Un jeune blanc de 18 ans dira de sa ville, Anna, qu'il s'était fait crier, par quelqu'un passant en voiture qu'il était un "nigger lover" simplement parce qu'il avait comme amoureuse, une biraciale. Les pas plus que douzaines de foyer principalement composés de gens à la peau noire, se font régulièrement faire les gros yeux quand ils se font dire qu'ils habitent cette ville, et qu'il faut y passer rapidement, ne pas s'arrêter, toujours avoir de l'essence dans sa voiture pour ne pas avoir à faire le plein et s'y perdre est très favorable à y perdre la vie aussi, si vous êtes noirs.
Il est facile de se concentrer sur ce qui donne des frissons dans le dos, mais ils fait aussi chaud au coeur de voir des familles de noirs, comprenant 6 adolescents noirs, où les filles se font admirer pour l'originalité de la texture de leurs cheveux, se font dire qu'elles sont belles comme Beyoncé, ou encore laissent leurs semblables impressionnées par leur manière de performer en sports, ou de danser.

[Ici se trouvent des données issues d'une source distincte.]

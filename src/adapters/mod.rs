// Adapters layer: concrete hosts for the controllers (in-memory page, browser page, contact backend).

pub mod http;
pub mod memory_dom;
#[cfg(all(feature = "web", target_arch = "wasm32"))]
pub mod web;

Quand, en 2018, Arieh Hart, un jeune noir, a été couronné champion de sa catégorie en lutte, la ville en était si fière, qu'elle a placé, là où se trouvait la pancarte discriminatoire d'antan, sous le nom de la ville, "Home of Arieh Hart, Champion 2018 de Lutte 152 livres". Que la ville passe de l'interdit de séjour aux bras ouverts à un héros local est un pas immense.
Mais comme les humains à la peau noire le disent si bien par là-bas, il faut toujours se comporter comme si la caméra vous filmait, comme si on vous suivait, comme si quelqu'un vous regardait en tout temps.
Parce que 9 fois sur 10, c'est encore le cas.